Collected data:

mod contract;
mod converter;
mod overlay;
mod sink;
mod stats;

pub use contract::{AnnotatedRegion, PanelRow, PanelState, RenderFrame, StatusToast};
pub use converter::DisplayConverter;
pub use overlay::OverlayRenderer;
pub use sink::{DisplaySink, FramebufferSink, NullSink, SnapshotSink};
pub use stats::DisplayStats;

use crate::config::{DisplayConfig, SinkKind};
use crate::error::Result;
use std::time::Instant;
use tracing::{debug, info};

/// Overlay renderer paired with the configured sink
pub struct Display {
    renderer: OverlayRenderer,
    sink: Box<dyn DisplaySink>,
    stats: DisplayStats,
}

impl Display {
    pub fn new(renderer: OverlayRenderer, sink: Box<dyn DisplaySink>) -> Self {
        Self {
            renderer,
            sink,
            stats: DisplayStats::default(),
        }
    }

    pub fn from_config(config: &DisplayConfig) -> Self {
        let sink: Box<dyn DisplaySink> = match config.sink {
            SinkKind::Framebuffer => Box::new(FramebufferSink::new(&config.framebuffer_device)),
            SinkKind::Snapshot => Box::new(SnapshotSink::new(
                &config.snapshot_path,
                config.snapshot_every,
            )),
            SinkKind::None => Box::new(NullSink),
        };

        // Headless runs never draw, so skip loading the font
        let renderer = if config.sink == SinkKind::None {
            OverlayRenderer::without_font(config.preview_resolution)
        } else {
            OverlayRenderer::new(config.preview_resolution, &config.font_path)
        };

        info!(
            "Display sink '{}' at {}x{}",
            sink.name(),
            config.preview_resolution.0,
            config.preview_resolution.1
        );
        Self::new(renderer, sink)
    }

    /// Render and hand the preview to the sink
    pub fn present(&mut self, frame: &RenderFrame, now: Instant) -> Result<()> {
        if !self.sink.wants_frame() {
            self.stats.record_skip();
            return Ok(());
        }

        let result = self
            .renderer
            .render(frame, now)
            .and_then(|preview| self.sink.present(&preview));

        match &result {
            Ok(()) => self.stats.record_frame_render(),
            Err(_) => self.stats.record_render_error(),
        }
        debug!("Presented frame {} to {}", frame.frame.id, self.sink.name());
        result
    }

    pub fn stats(&self) -> &DisplayStats {
        &self.stats
    }

    pub fn sink_name(&self) -> &str {
        self.sink.name()
    }
}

How to complete this task. Write each entry out again. Do not change a word.

Your solution.
mod contract;
mod converter;
mod overlay;
mod sink;
mod stats;

pub use contract::{AnnotatedRegion, PanelRow, PanelState, RenderFrame, StatusToast};
pub use converter::DisplayConverter;
pub use overlay::OverlayRenderer;
pub use sink::{DisplaySink, FramebufferSink, NullSink, SnapshotSink};
pub use stats::DisplayStats;

use crate::config::{DisplayConfig, SinkKind};
use crate::error::Result;
use std::time::Instant;
use tracing::{debug, info};

/// Overlay renderer paired with the configured sink
pub struct Display {
    renderer: OverlayRenderer,
    sink: Box<dyn DisplaySink>,
    stats: DisplayStats,
}

impl Display {
    pub fn new(renderer: OverlayRenderer, sink: Box<dyn DisplaySink>) -> Self {
        Self {
            renderer,
            sink,
            stats: DisplayStats::default(),
        }
    }

    pub fn from_config(config: &DisplayConfig) -> Self {
        let sink: Box<dyn DisplaySink> = match config.sink {
            SinkKind::Framebuffer => Box::new(FramebufferSink::new(&config.framebuffer_device)),
            SinkKind::Snapshot => Box::new(SnapshotSink::new(
                &config.snapshot_path,
                config.snapshot_every,
            )),
            SinkKind::None => Box::new(NullSink),
        };

        // Headless runs never draw, so skip loading the font
        let renderer = if config.sink == SinkKind::None {
            OverlayRenderer::without_font(config.preview_resolution)
        } else {
            OverlayRenderer::new(config.preview_resolution, &config.font_path)
        };

        info!(
            "Display sink '{}' at {}x{}",
            sink.name(),
            config.preview_resolution.0,
            config.preview_resolution.1
        );
        Self::new(renderer, sink)
    }

    /// Render and hand the preview to the sink
    pub fn present(&mut self, frame: &RenderFrame, now: Instant) -> Result<()> {
        if !self.sink.wants_frame() {
            self.stats.record_skip();
            return Ok(());
        }

        let result = self
            .renderer
            .render(frame, now)
            .and_then(|preview| self.sink.present(&preview));

        match &result {
            Ok(()) => self.stats.record_frame_render(),
            Err(_) => self.stats.record_render_error(),
        }
        debug!("Presented frame {} to {}", frame.frame.id, self.sink.name());
        result
    }

    pub fn stats(&self) -> &DisplayStats {
        &self.stats
    }

    pub fn sink_name(&self) -> &str {
        self.sink.name()
    }
}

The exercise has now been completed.